//! Alpha Vantage API client
//!
//! Issues GLOBAL_QUOTE requests. The free tier allows 5 calls per minute per
//! key; throttling is reported in the response body, so this client only maps
//! transport-level failures and leaves body classification to the fetcher.

use super::{QuoteProvider, TransportError};
use async_trait::async_trait;
use reqwest::{Client, StatusCode};
use serde_json::Value;
use std::time::Duration;

/// Alpha Vantage base URL
pub const ALPHA_VANTAGE_URL: &str = "https://www.alphavantage.co";

/// Longest error body kept in a transport error
const MAX_ERROR_BODY: usize = 200;

/// Configuration for the Alpha Vantage client
#[derive(Debug, Clone)]
pub struct AlphaVantageConfig {
    /// Base URL for the API
    pub base_url: String,
    /// Request timeout
    pub timeout: Duration,
}

impl Default for AlphaVantageConfig {
    fn default() -> Self {
        Self {
            base_url: ALPHA_VANTAGE_URL.to_string(),
            timeout: Duration::from_secs(10),
        }
    }
}

/// Client for the Alpha Vantage query endpoint
pub struct AlphaVantageClient {
    config: AlphaVantageConfig,
    client: Client,
}

impl AlphaVantageClient {
    /// Create a client with default configuration
    pub fn new() -> anyhow::Result<Self> {
        Self::with_config(AlphaVantageConfig::default())
    }

    /// Create a client with custom configuration
    pub fn with_config(config: AlphaVantageConfig) -> anyhow::Result<Self> {
        let client = Client::builder()
            .timeout(config.timeout)
            .build()
            .map_err(|e| anyhow::anyhow!("Failed to create HTTP client: {}", e))?;

        Ok(Self { config, client })
    }

    /// Wrap an existing reqwest client
    pub fn with_client(base_url: impl Into<String>, client: Client) -> Self {
        Self {
            config: AlphaVantageConfig {
                base_url: base_url.into(),
                ..Default::default()
            },
            client,
        }
    }

    pub fn base_url(&self) -> &str {
        &self.config.base_url
    }

    fn query_url(&self) -> String {
        format!("{}/query", self.config.base_url.trim_end_matches('/'))
    }
}

#[async_trait]
impl QuoteProvider for AlphaVantageClient {
    async fn global_quote(&self, symbol: &str, api_key: &str) -> Result<Value, TransportError> {
        let url = self.query_url();

        tracing::debug!(url = %url, symbol, "Requesting GLOBAL_QUOTE");

        // Strip the URL from errors: it carries the API key
        let response = self
            .client
            .get(&url)
            .query(&[
                ("function", "GLOBAL_QUOTE"),
                ("symbol", symbol),
                ("apikey", api_key),
            ])
            .send()
            .await
            .map_err(|e| TransportError::Request(e.without_url().to_string()))?;

        let status = response.status();
        if status == StatusCode::TOO_MANY_REQUESTS {
            return Err(TransportError::RateLimited);
        }
        if !status.is_success() {
            let body = response.text().await.unwrap_or_default();
            return Err(TransportError::Status {
                status: status.as_u16(),
                body: truncate(&body, MAX_ERROR_BODY),
            });
        }

        response
            .json::<Value>()
            .await
            .map_err(|e| TransportError::Decode(e.without_url().to_string()))
    }
}

fn truncate(text: &str, max_chars: usize) -> String {
    let text = text.trim();
    match text.char_indices().nth(max_chars) {
        Some((idx, _)) => format!("{}...", &text[..idx]),
        None => text.to_string(),
    }
}
//! Fetch command implementation
//!
//! Runs a single batch and prints it as JSON. Ctrl-c cancels the remaining
//! symbols and still prints what was fetched.

use crate::config::Config;
use crate::quote::{parse_symbol_list, Cancellation, QuoteFetcher};
use clap::Args;

#[derive(Args, Debug)]
pub struct FetchArgs {
    /// Symbols to fetch, space or comma separated (e.g. RELIANCE TCS,INFY)
    #[arg(required = true)]
    pub symbols: Vec<String>,

    /// Pause between upstream requests in seconds (overrides config)
    #[arg(long)]
    pub delay_secs: Option<u64>,

    /// Pretty-print the JSON output
    #[arg(long)]
    pub pretty: bool,
}

impl FetchArgs {
    /// Flatten comma-separated arguments into one symbol list
    fn symbol_list(&self) -> Vec<String> {
        self.symbols
            .iter()
            .flat_map(|arg| parse_symbol_list(arg))
            .collect()
    }

    pub async fn execute(&self, config: &Config) -> anyhow::Result<()> {
        let mut config = config.clone();
        if let Some(delay) = self.delay_secs {
            config.fetcher.request_delay_secs = delay;
        }

        let symbols = self.symbol_list();
        if symbols.is_empty() {
            anyhow::bail!("No symbols given");
        }

        let fetcher = QuoteFetcher::from_config(&config)?;
        let api_key = config.provider.api_key();

        let cancel = Cancellation::new();
        let on_interrupt = cancel.clone();
        let interrupt = tokio::spawn(async move {
            if tokio::signal::ctrl_c().await.is_ok() {
                tracing::warn!("Interrupted, cancelling remaining symbols");
                on_interrupt.cancel();
            }
        });

        let result = fetcher.fetch_quotes(&symbols, &api_key, &cancel).await;
        interrupt.abort();

        let batch = result.map_err(|e| {
            anyhow::anyhow!("{} (set {})", e, config.provider.api_key_env)
        })?;

        let output = if self.pretty {
            serde_json::to_string_pretty(&batch)?
        } else {
            serde_json::to_string(&batch)?
        };
        println!("{}", output);

        Ok(())
    }
}
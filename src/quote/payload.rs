//! GLOBAL_QUOTE payload classification
//!
//! The upstream answers every request with HTTP 200 and signals problems in
//! the body: a throttled key gets a `Note` or `Information` notice, an unknown
//! symbol gets an empty `Global Quote` object or an `Error Message`.

use super::Quote;
use chrono::NaiveDate;
use rust_decimal::Decimal;
use serde_json::{Map, Value};
use std::str::FromStr;

/// Key of the quote section
pub const GLOBAL_QUOTE_KEY: &str = "Global Quote";
/// Fields carrying a throttling notice
pub const RATE_LIMIT_KEYS: &[&str] = &["Note", "Information"];

const PRICE_FIELD: &str = "05. price";
const CHANGE_PERCENT_FIELD: &str = "10. change percent";
const TRADING_DAY_FIELD: &str = "07. latest trading day";

/// What a payload means for the batch
#[derive(Debug, Clone, PartialEq, Eq)]
pub enum Classification {
    /// A usable quote
    Quote(Quote),
    /// The key is throttled; carries the upstream notice text
    RateLimited(String),
    /// No quote section for the symbol
    NoData,
    /// Quote section present but price or change unparseable
    InvalidFormat,
}

/// Classify a decoded GLOBAL_QUOTE response body
pub fn classify_payload(payload: &Value) -> Classification {
    let section = payload
        .get(GLOBAL_QUOTE_KEY)
        .and_then(Value::as_object)
        .filter(|section| !section.is_empty());

    if let Some(section) = section {
        return match parse_quote(section) {
            Some(quote) => Classification::Quote(quote),
            None => Classification::InvalidFormat,
        };
    }

    if let Some(notice) = rate_limit_notice(payload) {
        return Classification::RateLimited(notice);
    }

    Classification::NoData
}

/// Extract the throttling notice, if any
pub fn rate_limit_notice(payload: &Value) -> Option<String> {
    RATE_LIMIT_KEYS.iter().find_map(|key| {
        payload.get(*key).map(|notice| match notice {
            Value::String(text) => text.clone(),
            other => other.to_string(),
        })
    })
}

fn parse_quote(section: &Map<String, Value>) -> Option<Quote> {
    let price = parse_decimal(section.get(PRICE_FIELD)?)?;
    let change_percent = parse_percent(section.get(CHANGE_PERCENT_FIELD)?)?;
    let latest_trading_day = section
        .get(TRADING_DAY_FIELD)
        .and_then(Value::as_str)
        .and_then(|s| NaiveDate::parse_from_str(s.trim(), "%Y-%m-%d").ok());

    Some(Quote {
        price,
        change_percent,
        latest_trading_day,
    })
}

fn parse_decimal(value: &Value) -> Option<Decimal> {
    match value {
        Value::String(s) => Decimal::from_str(s.trim()).ok(),
        Value::Number(n) => Decimal::from_str(&n.to_string()).ok(),
        _ => None,
    }
}

/// Parse "1.2345%" or "1.2345"
fn parse_percent(value: &Value) -> Option<Decimal> {
    match value {
        Value::String(s) => {
            let s = s.trim();
            let s = s.strip_suffix('%').unwrap_or(s);
            Decimal::from_str(s.trim()).ok()
        }
        other => parse_decimal(other),
    }
}
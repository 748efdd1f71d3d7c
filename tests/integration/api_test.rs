//! HTTP API tests

use crate::support::{fetcher_for, global_quote, mock_quote, mock_unknown_symbols, TEST_KEY};
use axum_test::TestServer;
use market_quotes::api::{create_router, AppState};
use market_quotes::quote::{AlphaVantageClient, ApiKey, FetchSettings, QuoteFetcher, SymbolMap};
use serde_json::Value;
use std::future::IntoFuture;
use std::sync::Arc;
use std::time::Duration;
use wiremock::MockServer;

async fn test_app(server: &MockServer, key: &str) -> TestServer {
    let state = AppState::new(fetcher_for(server), ApiKey::new(key), Duration::from_secs(30));
    TestServer::new(create_router(state)).expect("start test server")
}

#[tokio::test]
async fn test_health_endpoint() {
    let upstream = MockServer::start().await;
    let app = test_app(&upstream, TEST_KEY).await;

    let response = app.get("/health").await;
    assert_eq!(response.status_code(), 200);

    let body: Value = response.json();
    assert_eq!(body["status"], "healthy");
    assert_eq!(body["service"], "market-quotes");
    assert_eq!(body["provider_configured"], true);
    assert!(body["uptime_seconds"].as_u64().is_some());
}

#[tokio::test]
async fn test_stocks_endpoint_returns_batch() {
    let upstream = MockServer::start().await;
    mock_quote(&upstream, "RELIANCE.BSE", global_quote("RELIANCE.BSE", "2950.50", "0.52%")).await;
    mock_quote(&upstream, "TCS.BSE", global_quote("TCS.BSE", "3850.00", "-0.26%")).await;
    mock_unknown_symbols(&upstream).await;
    let app = test_app(&upstream, TEST_KEY).await;

    let response = app
        .get("/api/stocks")
        .add_query_param("symbols", "reliance,TCS,UNKNOWN")
        .await;
    assert_eq!(response.status_code(), 200);

    let text = response.text();
    let reliance_pos = text.find("RELIANCE").unwrap();
    let tcs_pos = text.find("TCS").unwrap();
    let unknown_pos = text.find("UNKNOWN").unwrap();
    assert!(reliance_pos < tcs_pos && tcs_pos < unknown_pos, "keys keep request order");

    let body: Value = serde_json::from_str(&text).unwrap();
    assert_eq!(body["RELIANCE"]["price"], 2950.5);
    assert_eq!(body["RELIANCE"]["change"], 0.52);
    assert_eq!(body["TCS"]["change"], -0.26);
    assert_eq!(body["UNKNOWN"]["error"], "no data for symbol");
}

#[tokio::test]
async fn test_stocks_endpoint_requires_symbols() {
    let upstream = MockServer::start().await;
    let app = test_app(&upstream, TEST_KEY).await;

    let missing = app.get("/api/stocks").await;
    assert_eq!(missing.status_code(), 400);

    let blank = app.get("/api/stocks").add_query_param("symbols", " , ").await;
    assert_eq!(blank.status_code(), 400);
    let body: Value = blank.json();
    assert!(body["error"].as_str().unwrap().contains("symbols"));
}

#[tokio::test]
async fn test_stocks_endpoint_without_key() {
    let upstream = MockServer::start().await;
    mock_unknown_symbols(&upstream).await;
    let app = test_app(&upstream, "").await;

    let response = app.get("/api/stocks").add_query_param("symbols", "TCS").await;
    assert_eq!(response.status_code(), 500);

    let body: Value = response.json();
    assert_eq!(body["error"], "quote provider is not configured");
    assert!(upstream.received_requests().await.unwrap().is_empty());
}

#[tokio::test]
async fn test_stocks_endpoint_deadline_cancels_remaining() {
    let upstream = MockServer::start().await;
    mock_quote(&upstream, "TCS.BSE", global_quote("TCS.BSE", "3850.00", "-0.26%")).await;
    mock_unknown_symbols(&upstream).await;

    // 1 hour between requests, 200ms deadline: only the first symbol is fetched
    let client = AlphaVantageClient::with_client(upstream.uri(), reqwest::Client::new());
    let settings = FetchSettings {
        request_delay: Duration::from_secs(3600),
        ..Default::default()
    };
    let fetcher = QuoteFetcher::new(Arc::new(client), SymbolMap::with_defaults(), settings);
    let state = AppState::new(fetcher, ApiKey::new(TEST_KEY), Duration::from_millis(200));
    let app = TestServer::new(create_router(state)).expect("start test server");

    let response = app
        .get("/api/stocks")
        .add_query_param("symbols", "TCS,INFY")
        .await;
    assert_eq!(response.status_code(), 200);

    let body: Value = response.json();
    assert_eq!(body["TCS"]["price"], 3850.0);
    assert_eq!(body["INFY"]["error"], "cancelled");
}

#[tokio::test]
async fn test_stocks_endpoint_bad_key_does_not_wait_for_running_batch() {
    let upstream = MockServer::start().await;
    let state = AppState::new(fetcher_for(&upstream), ApiKey::new("demo"), Duration::from_secs(30));
    // Another batch holds the upstream for the duration of the test
    let _running = state.upstream_lock.clone().lock_owned().await;
    let app = TestServer::new(create_router(state)).expect("start test server");

    let request = app
        .get("/api/stocks")
        .add_query_param("symbols", "TCS")
        .into_future();
    let response = tokio::time::timeout(Duration::from_secs(5), request)
        .await
        .expect("bad key is reported without waiting for the lock");

    assert_eq!(response.status_code(), 500);
    let body: Value = response.json();
    assert_eq!(body["error"], "quote provider is not configured");
}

▸ **WHAT THE TASK REQUIRES**
Reproduce the listing above exactly as far as the line with "use async_trait::async_trait;", that line included.

▸ **YOUR RESPONSE**
//! Alpha Vantage API client
//!
//! Issues GLOBAL_QUOTE requests. The free tier allows 5 calls per minute per
//! key; throttling is reported in the response body, so this client only maps
//! transport-level failures and leaves body classification to the fetcher.

use super::{QuoteProvider, TransportError};
use async_trait::async_trait;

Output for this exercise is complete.